=== Begin Enclosure ===
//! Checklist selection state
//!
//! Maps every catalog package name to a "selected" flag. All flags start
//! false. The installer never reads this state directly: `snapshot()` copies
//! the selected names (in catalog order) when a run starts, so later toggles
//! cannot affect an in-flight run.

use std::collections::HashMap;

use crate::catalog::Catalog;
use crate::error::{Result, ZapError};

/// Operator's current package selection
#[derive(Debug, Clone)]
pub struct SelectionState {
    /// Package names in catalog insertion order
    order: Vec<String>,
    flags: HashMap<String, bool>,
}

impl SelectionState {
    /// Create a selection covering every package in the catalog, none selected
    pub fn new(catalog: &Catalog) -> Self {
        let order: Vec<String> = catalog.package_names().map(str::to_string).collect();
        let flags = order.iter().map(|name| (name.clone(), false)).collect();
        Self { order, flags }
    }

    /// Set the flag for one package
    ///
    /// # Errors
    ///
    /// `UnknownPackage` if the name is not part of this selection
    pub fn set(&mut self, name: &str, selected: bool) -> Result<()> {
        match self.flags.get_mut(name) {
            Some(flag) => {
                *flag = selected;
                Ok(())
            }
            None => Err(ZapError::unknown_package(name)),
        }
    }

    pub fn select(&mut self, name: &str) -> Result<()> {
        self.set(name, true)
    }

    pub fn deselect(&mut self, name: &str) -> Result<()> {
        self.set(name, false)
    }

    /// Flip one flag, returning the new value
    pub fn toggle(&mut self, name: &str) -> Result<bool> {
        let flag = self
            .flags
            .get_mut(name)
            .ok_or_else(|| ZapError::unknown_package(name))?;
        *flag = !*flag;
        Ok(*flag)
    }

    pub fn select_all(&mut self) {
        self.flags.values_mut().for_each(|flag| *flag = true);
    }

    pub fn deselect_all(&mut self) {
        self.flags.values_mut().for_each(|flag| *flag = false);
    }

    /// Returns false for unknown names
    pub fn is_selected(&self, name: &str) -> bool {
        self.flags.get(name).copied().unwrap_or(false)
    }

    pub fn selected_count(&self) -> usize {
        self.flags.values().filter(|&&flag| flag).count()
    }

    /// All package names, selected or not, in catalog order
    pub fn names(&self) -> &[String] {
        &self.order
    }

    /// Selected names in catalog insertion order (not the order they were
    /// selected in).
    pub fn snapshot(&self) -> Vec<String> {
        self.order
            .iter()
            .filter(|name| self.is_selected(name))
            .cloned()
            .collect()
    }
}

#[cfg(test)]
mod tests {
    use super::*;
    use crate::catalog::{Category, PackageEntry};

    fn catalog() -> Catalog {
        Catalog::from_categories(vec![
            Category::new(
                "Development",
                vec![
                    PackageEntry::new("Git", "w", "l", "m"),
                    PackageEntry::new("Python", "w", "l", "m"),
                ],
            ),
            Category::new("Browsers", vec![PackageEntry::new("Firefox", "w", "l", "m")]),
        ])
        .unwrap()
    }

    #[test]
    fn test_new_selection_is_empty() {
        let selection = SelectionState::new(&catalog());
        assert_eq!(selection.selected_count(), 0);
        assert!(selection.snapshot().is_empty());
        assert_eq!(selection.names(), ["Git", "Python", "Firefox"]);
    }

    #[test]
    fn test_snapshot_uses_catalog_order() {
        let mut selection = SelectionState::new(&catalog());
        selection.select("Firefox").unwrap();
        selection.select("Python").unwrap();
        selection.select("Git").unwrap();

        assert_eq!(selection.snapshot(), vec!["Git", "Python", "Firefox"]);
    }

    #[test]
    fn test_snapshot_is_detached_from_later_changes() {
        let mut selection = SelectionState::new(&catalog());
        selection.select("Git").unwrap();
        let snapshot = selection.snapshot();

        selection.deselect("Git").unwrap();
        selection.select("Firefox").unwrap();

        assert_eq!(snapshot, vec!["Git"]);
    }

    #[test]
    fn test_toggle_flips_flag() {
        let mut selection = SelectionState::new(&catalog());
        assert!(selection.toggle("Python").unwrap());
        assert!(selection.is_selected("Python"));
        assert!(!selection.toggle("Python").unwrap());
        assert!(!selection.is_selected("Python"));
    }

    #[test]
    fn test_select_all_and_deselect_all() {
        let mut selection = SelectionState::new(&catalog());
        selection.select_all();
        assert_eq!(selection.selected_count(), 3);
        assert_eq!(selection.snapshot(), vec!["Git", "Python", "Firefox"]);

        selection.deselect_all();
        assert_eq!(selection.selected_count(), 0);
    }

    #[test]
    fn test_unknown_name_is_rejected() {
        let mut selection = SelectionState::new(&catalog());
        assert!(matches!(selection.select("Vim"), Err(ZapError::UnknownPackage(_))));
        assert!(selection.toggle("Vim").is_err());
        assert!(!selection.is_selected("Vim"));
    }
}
=== End Enclosure ===
=== Begin Enclosure ===
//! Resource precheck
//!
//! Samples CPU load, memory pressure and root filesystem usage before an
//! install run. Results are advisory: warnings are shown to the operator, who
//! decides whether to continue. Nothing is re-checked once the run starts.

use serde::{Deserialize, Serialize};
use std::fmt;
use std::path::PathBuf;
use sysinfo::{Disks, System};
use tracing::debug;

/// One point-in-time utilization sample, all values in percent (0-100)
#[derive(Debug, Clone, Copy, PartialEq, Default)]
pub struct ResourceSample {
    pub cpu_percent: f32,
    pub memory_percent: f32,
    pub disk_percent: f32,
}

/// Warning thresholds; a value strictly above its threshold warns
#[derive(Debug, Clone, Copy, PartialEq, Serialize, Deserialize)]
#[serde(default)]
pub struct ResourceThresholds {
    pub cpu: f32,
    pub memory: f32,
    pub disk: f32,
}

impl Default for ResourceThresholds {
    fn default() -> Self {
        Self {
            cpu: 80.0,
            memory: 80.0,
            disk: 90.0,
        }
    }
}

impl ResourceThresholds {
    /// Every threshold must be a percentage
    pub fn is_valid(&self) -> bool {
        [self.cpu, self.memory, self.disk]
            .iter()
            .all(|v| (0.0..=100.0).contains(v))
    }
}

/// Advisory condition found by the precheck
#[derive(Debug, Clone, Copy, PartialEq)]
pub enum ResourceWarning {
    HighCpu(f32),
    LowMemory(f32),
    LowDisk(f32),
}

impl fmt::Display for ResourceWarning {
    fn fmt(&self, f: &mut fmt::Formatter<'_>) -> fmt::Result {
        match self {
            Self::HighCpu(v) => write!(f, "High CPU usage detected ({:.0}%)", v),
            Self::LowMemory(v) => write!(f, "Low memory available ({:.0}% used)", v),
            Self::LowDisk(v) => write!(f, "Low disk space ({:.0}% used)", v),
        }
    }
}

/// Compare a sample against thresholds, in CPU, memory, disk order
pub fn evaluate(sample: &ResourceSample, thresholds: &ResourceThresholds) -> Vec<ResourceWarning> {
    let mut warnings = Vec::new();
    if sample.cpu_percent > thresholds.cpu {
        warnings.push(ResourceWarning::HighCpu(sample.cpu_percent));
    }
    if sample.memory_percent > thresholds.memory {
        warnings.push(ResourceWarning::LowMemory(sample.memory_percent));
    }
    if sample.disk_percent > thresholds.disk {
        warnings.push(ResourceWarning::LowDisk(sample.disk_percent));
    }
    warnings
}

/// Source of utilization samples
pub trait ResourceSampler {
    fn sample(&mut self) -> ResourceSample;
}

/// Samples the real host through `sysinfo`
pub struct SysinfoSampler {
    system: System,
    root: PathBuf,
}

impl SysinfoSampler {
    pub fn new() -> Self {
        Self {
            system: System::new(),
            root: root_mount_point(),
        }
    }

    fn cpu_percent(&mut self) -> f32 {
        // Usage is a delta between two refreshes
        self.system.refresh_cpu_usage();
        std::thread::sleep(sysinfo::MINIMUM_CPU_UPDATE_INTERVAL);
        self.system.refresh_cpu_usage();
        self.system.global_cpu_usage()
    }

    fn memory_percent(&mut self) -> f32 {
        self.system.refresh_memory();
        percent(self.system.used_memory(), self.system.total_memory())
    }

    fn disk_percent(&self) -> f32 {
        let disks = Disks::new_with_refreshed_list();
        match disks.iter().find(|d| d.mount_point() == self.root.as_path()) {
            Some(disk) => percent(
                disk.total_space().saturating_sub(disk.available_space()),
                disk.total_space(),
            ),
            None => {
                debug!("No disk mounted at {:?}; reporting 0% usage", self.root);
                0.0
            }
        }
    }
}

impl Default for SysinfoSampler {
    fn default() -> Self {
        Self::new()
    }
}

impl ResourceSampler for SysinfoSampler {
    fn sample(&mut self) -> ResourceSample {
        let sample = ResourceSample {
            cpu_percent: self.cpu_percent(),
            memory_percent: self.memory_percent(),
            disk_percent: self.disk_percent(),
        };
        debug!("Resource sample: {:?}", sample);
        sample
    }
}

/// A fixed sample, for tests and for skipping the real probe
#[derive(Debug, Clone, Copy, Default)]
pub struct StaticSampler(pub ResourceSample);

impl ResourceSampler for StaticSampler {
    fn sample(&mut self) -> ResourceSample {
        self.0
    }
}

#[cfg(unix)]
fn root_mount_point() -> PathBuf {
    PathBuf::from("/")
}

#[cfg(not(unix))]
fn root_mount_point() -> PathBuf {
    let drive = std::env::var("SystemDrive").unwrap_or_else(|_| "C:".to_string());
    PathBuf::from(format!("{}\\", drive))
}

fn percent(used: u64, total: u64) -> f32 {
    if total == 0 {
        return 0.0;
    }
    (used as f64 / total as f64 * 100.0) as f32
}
=== End Enclosure ===
=== Begin Enclosure ===
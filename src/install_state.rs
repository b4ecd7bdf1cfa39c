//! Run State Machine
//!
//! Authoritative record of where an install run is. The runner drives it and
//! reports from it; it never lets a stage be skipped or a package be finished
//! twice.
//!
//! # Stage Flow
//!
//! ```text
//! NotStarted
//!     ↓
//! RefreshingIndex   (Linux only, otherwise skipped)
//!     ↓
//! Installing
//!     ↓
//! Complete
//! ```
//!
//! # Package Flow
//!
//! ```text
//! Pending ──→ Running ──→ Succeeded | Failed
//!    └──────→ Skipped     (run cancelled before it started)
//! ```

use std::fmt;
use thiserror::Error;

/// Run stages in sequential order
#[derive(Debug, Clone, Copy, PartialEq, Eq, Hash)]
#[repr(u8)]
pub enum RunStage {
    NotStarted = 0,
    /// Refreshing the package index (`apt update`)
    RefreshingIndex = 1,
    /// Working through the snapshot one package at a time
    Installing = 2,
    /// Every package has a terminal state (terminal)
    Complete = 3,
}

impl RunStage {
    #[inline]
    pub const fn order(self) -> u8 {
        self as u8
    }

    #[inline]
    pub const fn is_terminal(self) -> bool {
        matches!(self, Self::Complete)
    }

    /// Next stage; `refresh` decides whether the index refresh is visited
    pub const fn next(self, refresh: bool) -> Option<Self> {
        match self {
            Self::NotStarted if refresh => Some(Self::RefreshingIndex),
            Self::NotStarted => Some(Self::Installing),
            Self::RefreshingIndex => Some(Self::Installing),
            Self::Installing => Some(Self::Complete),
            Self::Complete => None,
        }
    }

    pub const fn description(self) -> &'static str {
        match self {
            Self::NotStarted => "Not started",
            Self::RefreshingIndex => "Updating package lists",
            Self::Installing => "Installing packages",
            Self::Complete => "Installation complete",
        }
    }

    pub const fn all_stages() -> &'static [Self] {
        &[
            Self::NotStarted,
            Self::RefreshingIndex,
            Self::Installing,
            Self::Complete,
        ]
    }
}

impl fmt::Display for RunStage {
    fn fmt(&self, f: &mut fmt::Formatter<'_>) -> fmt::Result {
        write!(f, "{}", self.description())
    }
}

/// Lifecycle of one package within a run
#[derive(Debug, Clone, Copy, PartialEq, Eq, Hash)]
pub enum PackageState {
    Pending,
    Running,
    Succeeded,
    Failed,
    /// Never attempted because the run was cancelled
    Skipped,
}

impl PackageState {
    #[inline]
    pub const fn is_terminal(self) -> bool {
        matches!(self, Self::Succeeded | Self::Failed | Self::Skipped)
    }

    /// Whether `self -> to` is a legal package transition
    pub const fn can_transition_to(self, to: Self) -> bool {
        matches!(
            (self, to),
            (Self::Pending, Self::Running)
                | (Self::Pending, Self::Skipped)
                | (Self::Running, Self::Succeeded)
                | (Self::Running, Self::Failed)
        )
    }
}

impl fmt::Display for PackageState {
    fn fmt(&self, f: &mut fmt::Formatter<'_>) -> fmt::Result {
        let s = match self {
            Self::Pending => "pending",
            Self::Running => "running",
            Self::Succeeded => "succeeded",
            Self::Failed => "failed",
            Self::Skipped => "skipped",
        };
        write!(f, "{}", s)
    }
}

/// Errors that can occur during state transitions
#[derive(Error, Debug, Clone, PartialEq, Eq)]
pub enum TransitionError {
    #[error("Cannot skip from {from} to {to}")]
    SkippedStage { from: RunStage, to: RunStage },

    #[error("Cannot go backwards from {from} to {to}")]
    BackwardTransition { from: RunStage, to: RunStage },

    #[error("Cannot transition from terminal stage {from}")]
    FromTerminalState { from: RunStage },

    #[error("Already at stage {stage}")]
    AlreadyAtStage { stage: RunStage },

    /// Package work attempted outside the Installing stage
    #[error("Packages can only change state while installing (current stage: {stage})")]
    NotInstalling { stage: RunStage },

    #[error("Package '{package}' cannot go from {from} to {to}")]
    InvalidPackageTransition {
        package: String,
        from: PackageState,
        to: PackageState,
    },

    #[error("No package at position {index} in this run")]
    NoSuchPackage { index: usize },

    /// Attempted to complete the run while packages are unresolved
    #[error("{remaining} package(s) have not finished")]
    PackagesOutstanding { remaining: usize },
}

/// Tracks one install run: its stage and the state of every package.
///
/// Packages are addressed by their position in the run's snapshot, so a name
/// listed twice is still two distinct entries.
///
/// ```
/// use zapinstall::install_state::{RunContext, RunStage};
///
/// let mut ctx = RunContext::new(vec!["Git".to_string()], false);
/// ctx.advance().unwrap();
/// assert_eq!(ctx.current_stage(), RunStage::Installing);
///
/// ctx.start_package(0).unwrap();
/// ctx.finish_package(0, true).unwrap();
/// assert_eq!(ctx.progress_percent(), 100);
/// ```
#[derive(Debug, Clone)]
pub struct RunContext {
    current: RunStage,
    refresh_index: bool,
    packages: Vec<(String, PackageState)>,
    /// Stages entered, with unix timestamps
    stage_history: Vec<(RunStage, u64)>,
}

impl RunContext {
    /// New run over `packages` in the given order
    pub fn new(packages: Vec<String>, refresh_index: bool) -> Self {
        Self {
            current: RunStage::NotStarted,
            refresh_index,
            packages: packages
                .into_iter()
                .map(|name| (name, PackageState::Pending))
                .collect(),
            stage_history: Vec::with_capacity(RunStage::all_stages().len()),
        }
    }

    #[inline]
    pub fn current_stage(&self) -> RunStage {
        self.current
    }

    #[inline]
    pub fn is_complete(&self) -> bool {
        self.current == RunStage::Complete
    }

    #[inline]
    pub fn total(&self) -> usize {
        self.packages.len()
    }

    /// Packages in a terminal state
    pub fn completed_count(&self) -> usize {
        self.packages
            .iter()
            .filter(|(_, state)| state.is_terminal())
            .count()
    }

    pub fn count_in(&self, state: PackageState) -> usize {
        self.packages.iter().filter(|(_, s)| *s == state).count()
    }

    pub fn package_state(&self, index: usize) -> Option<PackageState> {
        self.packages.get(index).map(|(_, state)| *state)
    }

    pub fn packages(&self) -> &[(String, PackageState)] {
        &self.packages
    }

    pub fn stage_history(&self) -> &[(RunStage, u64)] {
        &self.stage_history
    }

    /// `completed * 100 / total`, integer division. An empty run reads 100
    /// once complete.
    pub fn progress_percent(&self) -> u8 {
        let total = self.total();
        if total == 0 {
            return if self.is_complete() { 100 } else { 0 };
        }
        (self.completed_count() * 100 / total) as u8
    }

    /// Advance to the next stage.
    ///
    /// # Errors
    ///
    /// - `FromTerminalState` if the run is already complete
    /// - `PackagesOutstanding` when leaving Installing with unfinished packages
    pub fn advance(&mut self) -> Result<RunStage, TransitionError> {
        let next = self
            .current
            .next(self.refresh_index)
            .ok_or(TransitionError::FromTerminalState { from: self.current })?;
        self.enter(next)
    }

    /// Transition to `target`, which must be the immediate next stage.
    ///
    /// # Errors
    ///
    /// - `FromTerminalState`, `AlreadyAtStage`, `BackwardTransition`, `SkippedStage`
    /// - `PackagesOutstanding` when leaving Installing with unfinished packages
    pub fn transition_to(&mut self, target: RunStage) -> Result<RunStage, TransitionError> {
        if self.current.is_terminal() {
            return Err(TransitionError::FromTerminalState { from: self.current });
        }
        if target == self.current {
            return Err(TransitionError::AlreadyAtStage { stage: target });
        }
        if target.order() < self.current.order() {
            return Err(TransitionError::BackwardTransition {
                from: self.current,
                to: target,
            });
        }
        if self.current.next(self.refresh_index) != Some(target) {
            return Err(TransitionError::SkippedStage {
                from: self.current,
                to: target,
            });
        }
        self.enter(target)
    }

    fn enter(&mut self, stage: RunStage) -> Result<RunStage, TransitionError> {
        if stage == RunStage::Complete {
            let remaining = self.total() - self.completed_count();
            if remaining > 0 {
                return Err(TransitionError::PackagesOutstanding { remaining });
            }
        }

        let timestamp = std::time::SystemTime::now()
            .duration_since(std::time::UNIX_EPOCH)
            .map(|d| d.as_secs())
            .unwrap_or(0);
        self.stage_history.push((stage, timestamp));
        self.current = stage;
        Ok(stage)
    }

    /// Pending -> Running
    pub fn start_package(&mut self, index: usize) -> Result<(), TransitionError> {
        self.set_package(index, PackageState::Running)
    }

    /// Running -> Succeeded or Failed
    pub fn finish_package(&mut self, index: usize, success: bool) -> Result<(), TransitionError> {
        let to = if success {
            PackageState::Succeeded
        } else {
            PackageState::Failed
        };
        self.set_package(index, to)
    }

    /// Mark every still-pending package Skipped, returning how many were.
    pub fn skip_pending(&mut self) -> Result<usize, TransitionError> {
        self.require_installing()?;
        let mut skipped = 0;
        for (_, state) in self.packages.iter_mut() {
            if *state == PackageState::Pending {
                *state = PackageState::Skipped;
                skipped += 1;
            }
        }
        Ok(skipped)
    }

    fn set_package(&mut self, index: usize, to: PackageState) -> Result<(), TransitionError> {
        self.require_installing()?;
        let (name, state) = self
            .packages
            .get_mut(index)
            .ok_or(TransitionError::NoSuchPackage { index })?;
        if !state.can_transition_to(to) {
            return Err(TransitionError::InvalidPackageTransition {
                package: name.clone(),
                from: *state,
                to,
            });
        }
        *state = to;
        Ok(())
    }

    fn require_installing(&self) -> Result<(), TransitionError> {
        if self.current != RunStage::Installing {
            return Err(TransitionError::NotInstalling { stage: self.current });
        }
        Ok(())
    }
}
=== End Enclosure ===
### Exercise details
Note each line above that holds "Some", then copy all of them.

### Result for this exercise
            Some(flag) => {
            Some(disk) => percent(
            Self::NotStarted if refresh => Some(Self::RefreshingIndex),
            Self::NotStarted => Some(Self::Installing),
            Self::RefreshingIndex => Some(Self::Installing),
            Self::Installing => Some(Self::Complete),
        if self.current.next(self.refresh_index) != Some(target) {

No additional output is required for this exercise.